Material for this exercise —
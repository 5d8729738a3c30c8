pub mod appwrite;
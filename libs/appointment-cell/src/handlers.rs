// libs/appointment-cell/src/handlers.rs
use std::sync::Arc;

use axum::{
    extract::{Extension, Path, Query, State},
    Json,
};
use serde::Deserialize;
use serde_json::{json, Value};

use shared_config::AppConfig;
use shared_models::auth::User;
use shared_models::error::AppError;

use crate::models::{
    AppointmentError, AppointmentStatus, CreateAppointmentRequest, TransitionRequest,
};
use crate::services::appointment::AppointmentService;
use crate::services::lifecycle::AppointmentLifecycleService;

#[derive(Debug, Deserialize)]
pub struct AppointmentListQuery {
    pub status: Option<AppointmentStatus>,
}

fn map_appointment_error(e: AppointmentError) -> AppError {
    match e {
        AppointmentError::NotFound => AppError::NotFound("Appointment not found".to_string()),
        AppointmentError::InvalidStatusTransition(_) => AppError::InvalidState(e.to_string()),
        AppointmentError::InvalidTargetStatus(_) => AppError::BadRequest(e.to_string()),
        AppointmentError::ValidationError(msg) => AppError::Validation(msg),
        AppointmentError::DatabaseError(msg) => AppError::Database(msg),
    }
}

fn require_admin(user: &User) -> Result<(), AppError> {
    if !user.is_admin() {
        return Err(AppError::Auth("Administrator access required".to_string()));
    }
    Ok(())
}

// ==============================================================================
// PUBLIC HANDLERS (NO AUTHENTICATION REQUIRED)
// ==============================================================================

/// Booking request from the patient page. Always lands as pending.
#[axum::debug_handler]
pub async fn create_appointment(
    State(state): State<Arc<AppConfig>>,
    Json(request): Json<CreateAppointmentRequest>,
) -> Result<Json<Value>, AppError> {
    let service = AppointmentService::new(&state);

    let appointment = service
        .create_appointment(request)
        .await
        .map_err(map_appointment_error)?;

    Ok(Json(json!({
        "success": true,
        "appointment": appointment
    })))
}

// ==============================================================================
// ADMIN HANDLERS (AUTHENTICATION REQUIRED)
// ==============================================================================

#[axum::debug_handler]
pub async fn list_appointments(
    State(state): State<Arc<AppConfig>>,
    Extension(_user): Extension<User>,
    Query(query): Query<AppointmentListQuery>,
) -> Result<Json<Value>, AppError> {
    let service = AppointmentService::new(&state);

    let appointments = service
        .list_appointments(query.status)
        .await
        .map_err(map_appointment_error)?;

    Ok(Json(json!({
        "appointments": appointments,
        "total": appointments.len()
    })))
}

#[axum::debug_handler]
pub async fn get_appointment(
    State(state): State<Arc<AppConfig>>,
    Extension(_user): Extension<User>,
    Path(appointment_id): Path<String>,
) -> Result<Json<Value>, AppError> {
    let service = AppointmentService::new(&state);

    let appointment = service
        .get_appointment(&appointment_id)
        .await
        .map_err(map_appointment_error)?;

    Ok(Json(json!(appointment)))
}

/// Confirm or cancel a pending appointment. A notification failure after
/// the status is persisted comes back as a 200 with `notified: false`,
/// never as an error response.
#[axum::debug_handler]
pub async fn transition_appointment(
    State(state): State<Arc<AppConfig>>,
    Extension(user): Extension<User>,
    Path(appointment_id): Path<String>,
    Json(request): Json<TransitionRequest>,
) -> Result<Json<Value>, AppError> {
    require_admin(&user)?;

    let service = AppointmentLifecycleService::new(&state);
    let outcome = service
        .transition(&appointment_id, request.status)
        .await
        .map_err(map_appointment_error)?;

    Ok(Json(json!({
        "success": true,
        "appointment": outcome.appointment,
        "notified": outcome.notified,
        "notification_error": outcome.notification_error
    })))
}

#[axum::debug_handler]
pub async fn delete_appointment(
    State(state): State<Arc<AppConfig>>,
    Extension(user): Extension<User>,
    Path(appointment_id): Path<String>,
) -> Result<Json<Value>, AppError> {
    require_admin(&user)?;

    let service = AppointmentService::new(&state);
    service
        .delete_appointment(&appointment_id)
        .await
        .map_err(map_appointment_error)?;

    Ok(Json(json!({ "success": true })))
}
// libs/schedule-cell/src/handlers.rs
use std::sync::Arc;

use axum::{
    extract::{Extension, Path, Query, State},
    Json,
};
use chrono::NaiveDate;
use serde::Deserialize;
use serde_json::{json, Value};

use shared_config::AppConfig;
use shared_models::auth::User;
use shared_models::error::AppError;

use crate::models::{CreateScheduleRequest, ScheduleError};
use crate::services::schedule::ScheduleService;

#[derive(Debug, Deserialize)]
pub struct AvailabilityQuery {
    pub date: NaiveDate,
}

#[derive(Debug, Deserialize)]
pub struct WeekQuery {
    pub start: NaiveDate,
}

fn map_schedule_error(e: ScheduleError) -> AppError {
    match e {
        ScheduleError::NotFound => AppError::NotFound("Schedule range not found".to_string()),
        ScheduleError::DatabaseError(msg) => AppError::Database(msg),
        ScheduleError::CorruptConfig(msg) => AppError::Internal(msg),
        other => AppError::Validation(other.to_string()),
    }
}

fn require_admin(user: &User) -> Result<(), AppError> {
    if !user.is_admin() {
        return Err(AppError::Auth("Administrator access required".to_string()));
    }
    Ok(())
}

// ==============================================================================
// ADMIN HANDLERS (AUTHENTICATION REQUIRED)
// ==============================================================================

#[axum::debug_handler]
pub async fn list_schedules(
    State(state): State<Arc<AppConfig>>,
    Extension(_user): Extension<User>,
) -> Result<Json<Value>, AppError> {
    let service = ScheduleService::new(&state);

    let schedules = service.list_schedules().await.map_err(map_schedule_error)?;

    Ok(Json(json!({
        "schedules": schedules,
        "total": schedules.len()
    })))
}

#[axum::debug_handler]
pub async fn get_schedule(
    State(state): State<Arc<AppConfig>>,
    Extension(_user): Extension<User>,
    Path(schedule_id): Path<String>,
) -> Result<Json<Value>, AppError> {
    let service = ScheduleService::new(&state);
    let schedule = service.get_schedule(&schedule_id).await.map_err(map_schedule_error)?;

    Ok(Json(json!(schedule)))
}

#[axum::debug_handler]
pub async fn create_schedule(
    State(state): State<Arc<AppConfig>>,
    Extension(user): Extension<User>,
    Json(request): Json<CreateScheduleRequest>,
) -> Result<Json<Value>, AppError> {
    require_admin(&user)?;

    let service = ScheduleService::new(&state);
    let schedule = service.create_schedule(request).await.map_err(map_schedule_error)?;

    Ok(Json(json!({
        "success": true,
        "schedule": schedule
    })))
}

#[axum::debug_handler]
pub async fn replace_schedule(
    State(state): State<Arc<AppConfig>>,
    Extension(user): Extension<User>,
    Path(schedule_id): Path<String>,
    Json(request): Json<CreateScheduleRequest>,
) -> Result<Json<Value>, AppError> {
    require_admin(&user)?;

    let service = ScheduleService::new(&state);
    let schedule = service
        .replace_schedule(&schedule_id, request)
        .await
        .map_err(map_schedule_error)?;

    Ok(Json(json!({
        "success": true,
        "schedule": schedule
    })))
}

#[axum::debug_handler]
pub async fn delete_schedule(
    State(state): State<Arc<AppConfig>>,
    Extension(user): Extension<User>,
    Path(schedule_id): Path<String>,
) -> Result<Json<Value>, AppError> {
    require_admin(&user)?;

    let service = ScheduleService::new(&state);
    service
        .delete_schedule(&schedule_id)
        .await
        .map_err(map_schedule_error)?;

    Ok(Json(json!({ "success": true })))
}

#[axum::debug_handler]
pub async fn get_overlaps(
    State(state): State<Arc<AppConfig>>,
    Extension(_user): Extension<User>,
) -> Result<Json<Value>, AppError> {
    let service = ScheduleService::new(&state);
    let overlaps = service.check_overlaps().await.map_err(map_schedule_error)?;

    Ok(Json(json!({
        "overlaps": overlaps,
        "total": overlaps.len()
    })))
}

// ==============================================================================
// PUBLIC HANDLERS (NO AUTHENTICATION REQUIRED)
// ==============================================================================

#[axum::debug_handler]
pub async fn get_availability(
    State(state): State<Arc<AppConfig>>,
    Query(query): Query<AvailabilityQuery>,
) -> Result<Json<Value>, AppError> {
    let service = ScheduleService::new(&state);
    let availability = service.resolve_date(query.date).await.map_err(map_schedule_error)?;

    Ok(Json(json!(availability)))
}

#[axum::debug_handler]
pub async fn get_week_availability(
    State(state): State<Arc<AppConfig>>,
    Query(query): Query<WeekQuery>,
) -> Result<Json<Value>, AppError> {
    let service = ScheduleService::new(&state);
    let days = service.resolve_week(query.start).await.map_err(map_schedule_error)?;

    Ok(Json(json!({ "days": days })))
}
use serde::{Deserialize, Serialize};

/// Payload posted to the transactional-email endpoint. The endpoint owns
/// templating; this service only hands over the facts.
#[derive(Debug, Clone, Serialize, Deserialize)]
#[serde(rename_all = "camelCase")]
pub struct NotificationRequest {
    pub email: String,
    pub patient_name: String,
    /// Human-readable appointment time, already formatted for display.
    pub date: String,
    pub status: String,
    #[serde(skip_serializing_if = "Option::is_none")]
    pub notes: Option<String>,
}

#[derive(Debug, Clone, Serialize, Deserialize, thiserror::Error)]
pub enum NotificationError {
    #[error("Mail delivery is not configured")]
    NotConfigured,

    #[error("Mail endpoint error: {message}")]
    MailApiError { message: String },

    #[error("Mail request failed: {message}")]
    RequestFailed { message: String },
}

Goal of the exercise — Count, in the data above, the lines that hold "start". Return only that count.

Solution for this exercise — 2